Pelvic Floor Disorders
Incontinence affects millions of people at one time or another. Childbirth and menopause sometimes lead to urinary and fecal incontinence in women, but it’s wrong to say that they always do, and men can suffer from these conditions, too.
Pelvic health is not just about urinary incontinence and pelvic pain. It can also be about mobility, sexual health, weight management, hip/joint replacement, and digestive disorders. Irritable bowel syndrome, tailbone fractures, colorectal surgeries and removal of the prostate are factors leading to pelvic floor disorders that cause loss of control.
When an adult loses control of their bladder or bowel functions, it damages self-confidence and independence. A simple day is not so simple anymore.
There are many possible causes, and an equal number of simple and effective treatment options.
Physical therapy can help patients regain control, typically, in a once per week program lasting eight weeks. When prescribed by your doctor, your physical therapy should be covered by Medicare and most third party insurance carriers.
Each individual’s program is designed to correct their particular circumstances.

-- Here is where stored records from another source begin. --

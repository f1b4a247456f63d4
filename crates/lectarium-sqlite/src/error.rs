//! Error types for the SQLite collection

use lectarium_core::storage::StoreError;
use thiserror::Error;

/// Result type for SQLite operations
pub type Result<T> = std::result::Result<T, SqliteError>;

/// Errors that can occur during SQLite operations
#[derive(Debug, Error)]
pub enum SqliteError {
    /// Database connection or query error
    #[error("SQLite error: {0}")]
    Database(#[from] rusqlite::Error),

    /// JSON dataset could not be parsed
    #[error("JSON error: {0}")]
    Json(#[from] serde_json::Error),

    /// Entity type missing from the catalog
    #[error("unknown entity type: {0}")]
    UnknownEntity(String),

    /// A predicate or sort key names something the catalog does not declare
    #[error("cannot translate query: {0}")]
    Query(String),

    /// A stored or imported value does not match its declared type
    #[error("invalid data: {0}")]
    InvalidData(String),
}

/// Convert SqliteError to StoreError for the collection trait
impl From<SqliteError> for StoreError {
    fn from(err: SqliteError) -> Self {
        match err {
            SqliteError::UnknownEntity(name) => StoreError::UnknownEntity(name),
            SqliteError::Query(msg) => StoreError::Query(msg),
            SqliteError::InvalidData(msg) => StoreError::InvalidData(msg),
            SqliteError::Json(e) => StoreError::Serialization(e.to_string()),
            SqliteError::Database(e) => StoreError::Backend(format!("SQLite: {}", e)),
        }
    }
}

Typically, therapies to help pelvic floor disorders include:
- Evaluation of the sacral and pelvic floor musculature
- Electromyography (biofeedback) evaluation of the pelvic floor muscles
- Bladder diary and diet modifications/education
- Instruction/training of the pelvic floor muscles during lifting and exertion
- Pelvic Floor muscle re-education/strengthening/training using biofeedback
- Instruction in proper posture for fecal elimination
- Electrical stimulation for pelvic floor re-education and strengthening
- Abdominal stabilization exercises for pelvic girdle support
Like other In Motion physical therapy programs, the pelvic floor disorder program includes a detailed home exercise program with ongoing patient education.